Gap Inc. is playing to its strengths by opening 60 new Old Navy stores and remodeling 150 existing locations. The additional Old Navy stores will push the discounted apparel brand’s store count above 1,000 units, according to CNBC. Gap operates approximately 3,500 stores worldwide under the Gap, Banana Republic and Athleta banners.
The Old Navy brand has been outperforming the namesake Gap brand. For Q4 2017, which ended March 1, 2018, global Old Navy comp store sales were up 9%, while Gap sales were flat and Banana Republic sales were up only 1%. For the full fiscal year, Old Navy comp store sales were up 6%, while Gap sales fell 1% and Banana Republic sales dropped 2%.
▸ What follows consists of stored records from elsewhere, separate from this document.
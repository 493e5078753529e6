//! Bearer token storage.
//!
//! The signed-in user's token lives in the OS credential store (Keychain,
//! DPAPI, Secret Service) via the `keyring` crate. Its absence is a normal
//! state: cart operations fall back to local-only.

use keyring::Entry;
use std::sync::Mutex;
use tracing::{info, warn};
use zeroize::Zeroizing;

use crate::error::StorageError;

const SERVICE_NAME: &str = "marketplace-sync";
const KEY_AUTH_TOKEN: &str = "auth_token";

/// Source of the bearer credential attached to remote calls.
pub trait TokenStore: Send + Sync {
    /// The current token, or `None` when signed out. Blank tokens are `None`.
    fn token(&self) -> Option<Zeroizing<String>>;

    fn set_token(&self, token: &str) -> Result<(), StorageError>;

    fn clear_token(&self) -> Result<(), StorageError>;

    fn has_token(&self) -> bool {
        self.token().is_some()
    }
}

fn non_blank(token: String) -> Option<Zeroizing<String>> {
    let token = Zeroizing::new(token);
    if token.trim().is_empty() {
        None
    } else {
        Some(token)
    }
}

// ---------------------------------------------------------------------------
// OS keyring
// ---------------------------------------------------------------------------

/// Token store backed by the OS credential store.
pub struct KeyringTokenStore {
    service: String,
}

impl KeyringTokenStore {
    pub fn new() -> Self {
        Self::with_service(SERVICE_NAME)
    }

    /// Separate service names keep test runs away from the real entry.
    pub fn with_service(service: &str) -> Self {
        Self {
            service: service.to_string(),
        }
    }

    fn entry(&self) -> Result<Entry, keyring::Error> {
        Entry::new(&self.service, KEY_AUTH_TOKEN)
    }
}

impl Default for KeyringTokenStore {
    fn default() -> Self {
        Self::new()
    }
}

impl TokenStore for KeyringTokenStore {
    fn token(&self) -> Option<Zeroizing<String>> {
        let entry = match self.entry() {
            Ok(e) => e,
            Err(e) => {
                warn!(error = %e, "keyring: failed to create entry");
                return None;
            }
        };
        match entry.get_password() {
            Ok(pw) => non_blank(pw),
            Err(keyring::Error::NoEntry) => None,
            Err(e) => {
                warn!(error = %e, "keyring: failed to read token");
                None
            }
        }
    }

    fn set_token(&self, token: &str) -> Result<(), StorageError> {
        self.entry()?.set_password(token.trim())?;
        info!("auth token stored");
        Ok(())
    }

    /// Silently succeeds if there is no token.
    fn clear_token(&self) -> Result<(), StorageError> {
        match self.entry()?.delete_credential() {
            Ok(()) | Err(keyring::Error::NoEntry) => {
                info!("auth token cleared");
                Ok(())
            }
            Err(e) => Err(e.into()),
        }
    }
}

// ---------------------------------------------------------------------------
// In-memory
// ---------------------------------------------------------------------------

/// Process-local token store.
#[derive(Default)]
pub struct MemoryTokenStore {
    token: Mutex<Option<Zeroizing<String>>>,
}

impl MemoryTokenStore {
    pub fn new() -> Self {
        Self::default()
    }

    pub fn with_token(token: &str) -> Self {
        Self {
            token: Mutex::new(non_blank(token.to_string())),
        }
    }
}

impl TokenStore for MemoryTokenStore {
    fn token(&self) -> Option<Zeroizing<String>> {
        self.token
            .lock()
            .unwrap_or_else(|p| p.into_inner())
            .clone()
    }

    fn set_token(&self, token: &str) -> Result<(), StorageError> {
        *self.token.lock().unwrap_or_else(|p| p.into_inner()) =
            non_blank(token.trim().to_string());
        Ok(())
    }

    fn clear_token(&self) -> Result<(), StorageError> {
        *self.token.lock().unwrap_or_else(|p| p.into_inner()) = None;
        Ok(())
    }
}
While Gap puts more resources behind Old Navy, the retailer is closing Gap and Banana Republic stores as part of a growth strategy revealed in September 2017 that called for shuttering approximately 200 of these locations by 2020.
“If you think about it, the real estate we have exited tends to be clustered at some of the older malls that the customer isn’t as excited about anymore,” Gap CEO Art Peck told CNBC. “We’ve moved to where the customer is,” meaning more open-air centers and street-level retail.
The retailer will be remodeling approximately 150 Old Navy stores in coming months, with 10% of these stores receiving a full makeover.
In addition to sprucing up its stores, Gap is investing in upgrades to its mobile apps, allowing shoppers to check available stock in stores, quickly browse customer reviews and keep track of their loyalty points. The retailer also is testing buy online/pick up in-store in a few locations, according to CNBC.
Gap has struggled with external competitors as well as internal competition from Old Navy, which generates 70% of the parent retailer’s profits on only half of its total sales, according to Fortune. Gap Brand President and CEO Jeff Kirwan left the company in February amid challenges around the brand’s growth and profitability.